Prakash Belawadi, Bengaluru-based theatre actor and director who has acted in several Bollywood films recently such as Meri Pyaari Bindu, Talvar and Wazir, was one of Sarpeshkar’s mentors. Initially roped in as “an avuncular consultant", Belawadi ended up playing a major character in the film, besides refining the script and helping Sarpeshkar figure out the ins and outs of the industry. “I was straightaway interested in the project. It would be a breakthrough attempt in Kannada cinema, I felt," says Belawadi. Though mainstream Kannada cinema is still very much a creature of the box office, with formulaic films that lean heavily on toxic masculinity and a melodramatic sensibility, independent film-makers have made successful attempts in the last few years to attract a new, Netflix-y audience, starting with 2013’s Lucia, a crowd-funded project that did well critically and commercially, followed by Thithi (2015), Gaali Beeja (2015) and Attihannu Mattu Kanaja (2014)—all made by first-time film-makers about unconventional subjects.

Belawadi says the current global obsession with science fiction and alternate realities was bound to come to Kannada cinema too. “It is an inevitable response to the way the world is today.
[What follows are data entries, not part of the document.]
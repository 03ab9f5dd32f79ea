//! Status reporting
//!
//! The node describes what it does through [`StatusReporter`]. Serial and
//! display rendering live behind this trait; [`LogReporter`] renders the
//! serial form through the logging back-end.

use core::fmt;
use core::time::Duration;

use crate::config::{NodeConfig, SessionState};
use crate::fmt::info;
use crate::mac::signal::SignalQuality;
use crate::mac::{MacEvent, TxCompleteInfo};
use crate::uplink::Rejected;

/// Number of digits of the zero padded timestamp
pub const TIMESTAMP_WIDTH: usize = 12;

/// Receiver of node status
///
/// Every method defaults to doing nothing so a reporter only implements what
/// its output can show.
pub trait StatusReporter {
    /// Start-up banner
    fn header(&mut self, _config: &NodeConfig) {}

    /// MAC engine event
    fn mac_event(&mut self, _now: Duration, _event: &MacEvent) {}

    /// Work job fired
    fn work_started(&mut self, _now: Duration) {}

    /// Sensor value collected
    fn counter_value(&mut self, _now: Duration, _value: u16, _interval_secs: u32) {}

    /// Uplink handed to the MAC engine
    fn uplink_queued(&mut self, _now: Duration) {}

    /// Uplink not submitted
    fn uplink_rejected(&mut self, _now: Duration, _reason: Rejected) {}

    /// Frame counters after a transmit cycle
    fn frame_counters(&mut self, _up: u32, _down: u32) {}

    /// Session established by a join
    fn session_keys(&mut self, _session: &SessionState) {}

    /// Downlink received
    fn downlink_info(&mut self, _info: &TxCompleteInfo, _signal: SignalQuality) {}

    /// Counter reset by a downlink command
    fn counter_reset(&mut self, _now: Duration) {}

    /// Show or hide the transmit symbol
    fn tx_symbol(&mut self, _visible: bool) {}
}

/// Reporter that discards everything
#[derive(Debug, Default, Clone, Copy)]
pub struct NullReporter;

impl StatusReporter for NullReporter {}

/// Reporter writing serial style lines to the log
#[derive(Debug, Default, Clone, Copy)]
pub struct LogReporter;

impl LogReporter {
    /// Create a log reporter
    pub fn new() -> Self {
        Self
    }
}

impl StatusReporter for LogReporter {
    fn header(&mut self, config: &NodeConfig) {
        info!("LMIC-node");
        info!("Device-id:     {}", config.device_id.as_str());
        info!("Activation:    {}", config.activation_mode().name());
        info!("Interval:      {} seconds", config.work_interval_secs);
    }

    fn mac_event(&mut self, now: Duration, event: &MacEvent) {
        info!("{}:  Event: {}", Timestamp(now), event.name());
    }

    fn work_started(&mut self, now: Duration) {
        info!("{}:  doWork job started", Timestamp(now));
    }

    fn counter_value(&mut self, now: Duration, value: u16, _interval_secs: u32) {
        info!("{}:  Input data collected", Timestamp(now));
        info!("    COUNTER value: {}", value);
    }

    fn uplink_queued(&mut self, now: Duration) {
        info!("{}:  Packet queued", Timestamp(now));
    }

    fn uplink_rejected(&mut self, now: Duration, reason: Rejected) {
        match reason {
            Rejected::Busy => info!(
                "{}:  Uplink not scheduled because TxRx pending",
                Timestamp(now)
            ),
            Rejected::Oversized => info!("{}:  Uplink payload too large", Timestamp(now)),
            Rejected::MacError(error) => {
                info!("{}:  LMIC Error: {}", Timestamp(now), error.name())
            }
        }
    }

    fn frame_counters(&mut self, up: u32, down: u32) {
        info!("    Up: {},  Down: {}", up, down);
    }

    fn session_keys(&mut self, session: &SessionState) {
        info!("    Network Id: {}", session.net_id);
        info!("    Device Address: {}", Hex(&session.dev_addr.to_be_bytes(), None));
        info!(
            "    Application Session Key: {}",
            Hex(&session.app_skey, Some('-'))
        );
        info!(
            "    Network Session Key:     {}",
            Hex(&session.nwk_skey, Some('-'))
        );
    }

    fn downlink_info(&mut self, info: &TxCompleteInfo, signal: SignalQuality) {
        info!("    Downlink received");
        info!(
            "    RSSI: {} dBm,  SNR: {} dB",
            signal.rssi,
            signal.snr()
        );
        info!("    Port: {}", info.port());
        if !info.payload.is_empty() {
            info!("    Length: {}", info.payload.len());
            info!("    Data: {}", Hex(&info.payload, Some(' ')));
        }
    }

    fn counter_reset(&mut self, now: Duration) {
        info!("    Reset cmd received");
        info!("{}:  Counter reset", Timestamp(now));
    }
}

/// Zero padded millisecond timestamp
struct Timestamp(Duration);

impl fmt::Display for Timestamp {
    fn fmt(&self, f: &mut fmt::Formatter<'_>) -> fmt::Result {
        write!(f, "{:0width$}", self.0.as_millis(), width = TIMESTAMP_WIDTH)
    }
}

#[cfg(feature = "defmt")]
impl defmt::Format for Timestamp {
    fn format(&self, f: defmt::Formatter<'_>) {
        defmt::write!(f, "{=u64}", self.0.as_millis() as u64)
    }
}

/// Upper case hex bytes with an optional separator
struct Hex<'a>(&'a [u8], Option<char>);

impl fmt::Display for Hex<'_> {
    fn fmt(&self, f: &mut fmt::Formatter<'_>) -> fmt::Result {
        for (i, byte) in self.0.iter().enumerate() {
            if i > 0 {
                if let Some(sep) = self.1 {
                    write!(f, "{}", sep)?;
                }
            }
            write!(f, "{:02X}", byte)?;
        }
        Ok(())
    }
}

#[cfg(feature = "defmt")]
impl defmt::Format for Hex<'_> {
    fn format(&self, f: defmt::Formatter<'_>) {
        defmt::write!(f, "{=[u8]:02X}", self.0)
    }
}
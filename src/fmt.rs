//! Logging back-end selection
//!
//! Call sites use the re-exported macros. The `defmt` feature routes them to
//! `defmt`, the default `log` feature to the `log` facade. With neither
//! enabled the arguments are still type checked but nothing is emitted.

#[cfg(feature = "defmt")]
#[allow(unused_imports)]
pub(crate) use defmt::{debug, error, info, warn};

#[cfg(all(feature = "log", not(feature = "defmt")))]
#[allow(unused_imports)]
pub(crate) use log::{debug, error, info, warn};

#[cfg(not(any(feature = "log", feature = "defmt")))]
#[allow(unused_imports)]
mod silent {
    macro_rules! silent {
        ($($arg:tt)*) => {{
            if false {
                let _ = core::format_args!($($arg)*);
            }
        }};
    }

    pub(crate) use silent as debug;
    pub(crate) use silent as error;
    pub(crate) use silent as info;
    pub(crate) use silent as warn;
}

#[cfg(not(any(feature = "log", feature = "defmt")))]
#[allow(unused_imports)]
pub(crate) use silent::{debug, error, info, warn};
Intelligent people everywhere are disgusted with the way the planet is being treated, and creative, sensitive people are responding to it," he says. He feels that Mysore Masala has broken stereotypes, especially by placing women in critical roles—well-known Kannada actors Sharmiela Mandre and Samyukta Hornad are part of the project (one of them plays a rocket scientist who may or may not have been abducted by a UFO, as per the gossip in Indian sci-fi circles).

Mysore Masala, funded by Sarpeshkar himself with help from friends and family, is expected to release in March-April 2019. The film-maker is optimistic about it being only the first in a series of films in a new cinematic universe. “We need our own superheroes," he says.

Like Krrish? “No—definitely not like Krrish," he says.